I love my partner, and he’s amazing when he’s home - the problem is, he’s only home one day a week.
We have a 5 month old, 7 year old and 12 year old. Everything before has always worked and he’s not always worked away, he got this job about 4 years ago and everything was okay - not ideal that he worked away, but we were fine. We planned another baby and once I became pregnant it just came crumbling down, I couldn’t stand being alone but he still worked away every week. It caused so many arguments and I was so lonely and depressed. Then baby was born, he didn’t even ask for paternity leave and he left when baby was a week old and I just melted down. It was so difficult, I got sepsis (and he still went to work when I had sepsis), son had seizures (and he still went to work). I’ve gotten by and we are doing fine, but it’s just so difficult and lonely.
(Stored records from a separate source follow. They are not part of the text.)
impl<'a> ProjectRepo<'a> {
    pub fn new(pool: &'a PgPool) -> Self {
        Self { pool }
    }

    /// Get one project, deleted or not.
    pub async fn get(&self, find: &FindProjectMessage) -> Result<Option<ProjectMessage>> {
        let find = FindProjectMessage {
            show_deleted: true,
            ..find.clone()
        };
        let projects = self.list(&find).await?;
        exec::at_most_one(projects, "project")
    }

    pub async fn get_by_id(&self, resource_id: &str) -> Result<Option<ProjectMessage>> {
        self.get(&FindProjectMessage {
            resource_id: Some(resource_id.to_owned()),
            ..Default::default()
        })
        .await
    }

    /// List projects with their webhooks attached.
    pub async fn list(&self, find: &FindProjectMessage) -> Result<Vec<ProjectMessage>> {
        let (sql, arguments) = exec::build(&list_query(find)?)?;
        let rows: Vec<ProjectRow> = sqlx::query_as_with(&sql, arguments)
            .fetch_all(self.pool)
            .await?;
        let mut projects: Vec<ProjectMessage> = rows.into_iter().map(ProjectMessage::from).collect();
        if projects.is_empty() {
            return Ok(projects);
        }

        let webhooks = ProjectWebhookRepo::new(self.pool)
            .list(&FindProjectWebhookMessage {
                project_ids: Some(projects.iter().map(|p| p.resource_id.clone()).collect()),
                ..Default::default()
            })
            .await?;
        let mut by_project: HashMap<String, Vec<ProjectWebhookMessage>> = HashMap::new();
        for webhook in webhooks {
            by_project
                .entry(webhook.project_id.clone())
                .or_default()
                .push(webhook);
        }
        for project in &mut projects {
            project.webhooks = by_project.remove(&project.resource_id).unwrap_or_default();
        }
        Ok(projects)
    }

    /// One page of projects; `find.limit`/`find.offset` are replaced by `page`.
    pub async fn list_page(
        &self,
        find: &FindProjectMessage,
        page: Pagination,
    ) -> Result<Paginated<ProjectMessage>> {
        let find = FindProjectMessage {
            limit: Some(page.fetch_limit()),
            offset: Some(page.sql_offset()),
            ..find.clone()
        };
        let projects = self.list(&find).await?;
        Ok(Paginated::from_rows(projects, page))
    }

    /// Create a project and make `creator_email` its owner, atomically.
    pub async fn create(
        &self,
        create: CreateProjectMessage,
        creator_email: &str,
    ) -> Result<ProjectMessage> {
        if create.resource_id.is_empty() {
            return Err(StoreError::invalid_argument("project resource id is required"));
        }
        let query = qb::q(
            format!(
                "INSERT INTO project (resource_id, name, data_classification_config_id, setting) \
                 VALUES (?, ?, ?, ?) RETURNING {}",
                PROJECT_COLUMNS
            ),
            args![
                &create.resource_id,
                &create.title,
                &create.data_classification_config_id,
                serde_json::to_value(&create.setting)?
            ],
        );
        let owner_policy = IamPolicy {
            bindings: vec![Binding {
                role: PROJECT_OWNER_ROLE.to_owned(),
                members: vec![format_user_email(creator_email)],
                condition: None,
            }],
        };

        let mut tx = self.pool.begin().await?;
        let (sql, arguments) = exec::build(&query)?;
        let row: ProjectRow = sqlx::query_as_with(&sql, arguments)
            .fetch_one(&mut *tx)
            .await?;
        upsert_policy_in(
            &mut *tx,
            &UpsertPolicyMessage {
                resource_type: PolicyResourceType::Project,
                resource: format_project(&create.resource_id),
                policy_type: PolicyType::Iam,
                payload: serde_json::to_value(&owner_policy)?,
                inherit_from_parent: false,
                enforce: true,
            },
        )
        .await?;
        tx.commit().await?;

        tracing::info!(project = %create.resource_id, owner = %creator_email, "created project");
        Ok(row.into())
    }

    /// Apply every patch in one transaction, then re-read the projects.
    pub async fn update_projects(
        &self,
        patches: Vec<UpdateProjectMessage>,
    ) -> Result<Vec<ProjectMessage>> {
        if patches.is_empty() {
            return Ok(Vec::new());
        }

        let mut tx = self.pool.begin().await?;
        for patch in &patches {
            let (sql, arguments) = exec::build(&update_query(patch)?)?;
            let result = sqlx::query_with(&sql, arguments).execute(&mut *tx).await?;
            if result.rows_affected() == 0 {
                return Err(StoreError::not_found("project", &patch.resource_id));
            }
        }
        tx.commit().await?;

        let mut projects = Vec::with_capacity(patches.len());
        for patch in &patches {
            let project = self
                .get_by_id(&patch.resource_id)
                .await?
                .ok_or_else(|| StoreError::not_found("project", &patch.resource_id))?;
            projects.push(project);
        }
        Ok(projects)
    }

    /// Permanently remove a soft-deleted project and everything that belongs to it.
    pub async fn delete(&self, resource_id: &str) -> Result<()> {
        if resource_id == DEFAULT_PROJECT_ID {
            return Err(StoreError::invalid_argument("the default project cannot be purged"));
        }

        let mut tx = self.pool.begin().await?;
        let steps: [(&str, Query); 9] = [
            (
                "query_history",
                qb::q("DELETE FROM query_history WHERE project_id = ?", args![resource_id]),
            ),
            (
                "policy",
                qb::q(
                    "DELETE FROM policy WHERE resource_type = ? AND resource = 'projects/' || ?",
                    args![PolicyResourceType::Project.as_str(), resource_id],
                ),
            ),
            (
                "access_grant",
                qb::q("DELETE FROM access_grant WHERE project = ?", args![resource_id]),
            ),
            (
                "issue",
                qb::q("DELETE FROM issue WHERE project = ?", args![resource_id]),
            ),
            (
                "task_run",
                qb::q(
                    "DELETE FROM task_run WHERE task_id IN (\
                     SELECT task.id FROM task JOIN plan ON task.plan_id = plan.id \
                     WHERE plan.project = ?)",
                    args![resource_id],
                ),
            ),
            (
                "task",
                qb::q(
                    "DELETE FROM task WHERE plan_id IN (SELECT id FROM plan WHERE project = ?)",
                    args![resource_id],
                ),
            ),
            (
                "plan",
                qb::q("DELETE FROM plan WHERE project = ?", args![resource_id]),
            ),
            (
                "sheet",
                qb::q("DELETE FROM sheet WHERE project = ?", args![resource_id]),
            ),
            (
                "project_webhook",
                qb::q("DELETE FROM project_webhook WHERE project = ?", args![resource_id]),
            ),
        ];
        for (table, query) in steps {
            let (sql, arguments) = exec::build(&query)?;
            let result = sqlx::query_with(&sql, arguments).execute(&mut *tx).await?;
            tracing::debug!(table, rows = result.rows_affected(), project = %resource_id, "purged rows");
        }

        let result = sqlx::query("DELETE FROM project WHERE resource_id = $1 AND deleted = TRUE")
            .bind(resource_id)
            .execute(&mut *tx)
            .await?;
        if result.rows_affected() == 0 {
            return Err(StoreError::invalid_argument(format!(
                "project {} not found or not marked as deleted",
                resource_id
            )));
        }
        tx.commit().await?;

        tracing::info!(project = %resource_id, "purged project");
        Ok(())
    }
}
I’ve talked to him about this and he promises to get his cv out and find another job but he just... doesn’t. He won’t do it. I don’t know why but he’s been saying he will for over a year now and he just won’t. He could work here for awhile if he asked, but again, he won’t.
I’m beginning to think this is just the end for us, but I’m not sure if it’s ridiculous given I’m leaving him because I’m lonely and to leave him will only make me more lonely?
I really don’t know what to do. He’s amazing and I truly love him but I’m just becoming more and more distant with him because of this.
Any advice?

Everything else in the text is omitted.